The task
Please filter the listing below and copy out the lines that hold "write".

━━━

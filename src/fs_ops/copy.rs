//! Cross-device move fallback: verified copy, then remove the source.
//!
//! - Checks free space in the destination filesystem first.
//! - Copies into a hidden temp file in the destination directory
//!   (io_copy::copy_streaming creates it with O_EXCL and fsyncs it).
//! - Verifies the copied byte count against the source length.
//! - Publishes the temp under the final name without clobbering.
//! - Removes the source only after the copy is in place; if that fails the
//!   copy is withdrawn so the call leaves no net mutation.
//! - A symlink source is recreated as a link at the destination, pointing at
//!   the same target, never replaced by a copy of the target's bytes.

use std::fs;
use std::path::Path;
use tracing::{debug, warn};

use crate::errors::RelocateError;

use super::atomic::publish_no_clobber;
use super::{io_copy, meta, space, util};

/// Copy `src` to `dest` (which must be free) and delete `src`.
/// Returns the number of bytes copied.
pub fn copy_then_remove(src: &Path, dest: &Path, preserve_metadata: bool) -> Result<u64, RelocateError> {
    let link_meta = fs::symlink_metadata(src).map_err(|e| RelocateError::from_io("stat source", src, &e))?;
    if link_meta.file_type().is_symlink() {
        relink_then_remove(src, dest)?;
        return Ok(0);
    }

    let src_meta = fs::metadata(src).map_err(|e| RelocateError::from_io("stat source", src, &e))?;
    let dest_dir = dest
        .parent()
        .ok_or_else(|| RelocateError::Io(format!("destination has no parent: {}", dest.display())))?;

    space::ensure_space_for_copy(dest_dir, src_meta.len())?;

    let tmp = util::unique_temp_path(dest_dir);
    let cleanup = |tmp: &Path| {
        if let Err(e) = fs::remove_file(tmp) {
            warn!(path = %tmp.display(), error = %e, "failed to remove temporary copy");
        }
    };

    let bytes = match io_copy::copy_streaming(src, &tmp) {
        Ok(n) => n,
        Err(e) => {
            cleanup(&tmp);
            return Err(RelocateError::from_io("copy to temporary file", &tmp, &e));
        }
    };
    if bytes != src_meta.len() {
        cleanup(&tmp);
        return Err(RelocateError::Io(format!(
            "copy of '{}' incomplete: copied {} of {} bytes (source changed during copy?)",
            src.display(),
            bytes,
            src_meta.len()
        )));
    }

    if preserve_metadata {
        meta::preserve_metadata(&tmp, &src_meta);
    }

    if let Err(e) = publish_no_clobber(&tmp, dest) {
        cleanup(&tmp);
        return Err(RelocateError::from_io("publish copied file", dest, &e));
    }
    debug!(src = %src.display(), dest = %dest.display(), bytes, "copy verified and published");

    if let Err(e) = fs::remove_file(src) {
        // Withdraw the copy: a failed relocation must leave the tree as it was.
        if let Err(undo) = fs::remove_file(dest) {
            warn!(dest = %dest.display(), error = %undo, "failed to withdraw copy after source removal failed");
        }
        return Err(RelocateError::from_io("remove original file", src, &e));
    }
    Ok(bytes)
}

/// Recreate the link `src` at `dest`, then remove `src`.
/// Relative targets are resolved against the link's own directory so the
/// new link still reaches the same file.
fn relink_then_remove(src: &Path, dest: &Path) -> Result<(), RelocateError> {
    let target = fs::read_link(src).map_err(|e| RelocateError::from_io("read link", src, &e))?;
    let target = match src.parent() {
        Some(dir) if target.is_relative() => dir.join(target),
        _ => target,
    };

    // Symlink creation fails with AlreadyExists, so an occupied dest is kept.
    make_symlink(&target, dest).map_err(|e| RelocateError::from_io("create link", dest, &e))?;
    debug!(src = %src.display(), dest = %dest.display(), target = %target.display(), "link recreated");

    if let Err(e) = fs::remove_file(src) {
        if let Err(undo) = fs::remove_file(dest) {
            warn!(dest = %dest.display(), error = %undo, "failed to withdraw link after source removal failed");
        }
        return Err(RelocateError::from_io("remove original link", src, &e));
    }
    Ok(())
}

#[cfg(unix)]
fn make_symlink(target: &Path, link: &Path) -> std::io::Result<()> {
    std::os::unix::fs::symlink(target, link)
}

#[cfg(windows)]
fn make_symlink(target: &Path, link: &Path) -> std::io::Result<()> {
    std::os::windows::fs::symlink_file(target, link)
}

#[cfg(test)]
mod tests {
    use super::*;
    use tempfile::tempdir;

    #[test]
    fn copies_bytes_and_removes_source() {
        let td = tempdir().unwrap();
        let src = td.path().join("a.bin");
        let out = td.path().join("out");
        fs::create_dir(&out).unwrap();
        let dest = out.join("a.bin");
        let data: Vec<u8> = (0..10_000u32).map(|i| (i % 253) as u8).collect();
        fs::write(&src, &data).unwrap();

        let n = copy_then_remove(&src, &dest, false).unwrap();
        assert_eq!(n, data.len() as u64);
        assert!(!src.exists());
        assert_eq!(fs::read(&dest).unwrap(), data);
        // no temp files left behind
        let leftovers: Vec<_> = fs::read_dir(&out).unwrap().collect();
        assert_eq!(leftovers.len(), 1);
    }

    #[test]
    fn missing_source_is_not_found() {
        let td = tempdir().unwrap();
        let src = td.path().join("gone.txt");
        let dest = td.path().join("dest.txt");
        let err = copy_then_remove(&src, &dest, false).unwrap_err();
        assert_eq!(err, RelocateError::NotFound(src));
        assert!(!dest.exists());
    }

    #[test]
    fn occupied_destination_is_left_alone() {
        let td = tempdir().unwrap();
        let src = td.path().join("src.txt");
        let dest = td.path().join("dest.txt");
        fs::write(&src, b"new").unwrap();
        fs::write(&dest, b"old").unwrap();
        let err = copy_then_remove(&src, &dest, false).unwrap_err();
        assert!(matches!(err, RelocateError::AlreadyExists(_)));
        assert_eq!(fs::read(&dest).unwrap(), b"old");
        assert_eq!(fs::read(&src).unwrap(), b"new");
    }

    #[cfg(unix)]
    #[test]
    fn symlink_source_is_moved_as_link() {
        let td = tempdir().unwrap();
        let data = td.path().join("data");
        let out = td.path().join("out");
        fs::create_dir(&data).unwrap();
        fs::create_dir(&out).unwrap();
        fs::write(data.join("real.txt"), b"payload").unwrap();
        let src = data.join("link.txt");
        std::os::unix::fs::symlink("real.txt", &src).unwrap();
        let dest = out.join("link.txt");

        assert_eq!(copy_then_remove(&src, &dest, false).unwrap(), 0);
        assert!(fs::symlink_metadata(&src).is_err());
        assert!(fs::symlink_metadata(&dest).unwrap().file_type().is_symlink());
        assert_eq!(fs::read_link(&dest).unwrap(), data.join("real.txt"));
        assert_eq!(fs::read(&dest).unwrap(), b"payload");
        assert_eq!(fs::read(data.join("real.txt")).unwrap(), b"payload");
    }
}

━━━

Written solution
        fs::write(&src, &data).unwrap();
        fs::write(&src, b"new").unwrap();
        fs::write(&dest, b"old").unwrap();
        fs::write(data.join("real.txt"), b"payload").unwrap();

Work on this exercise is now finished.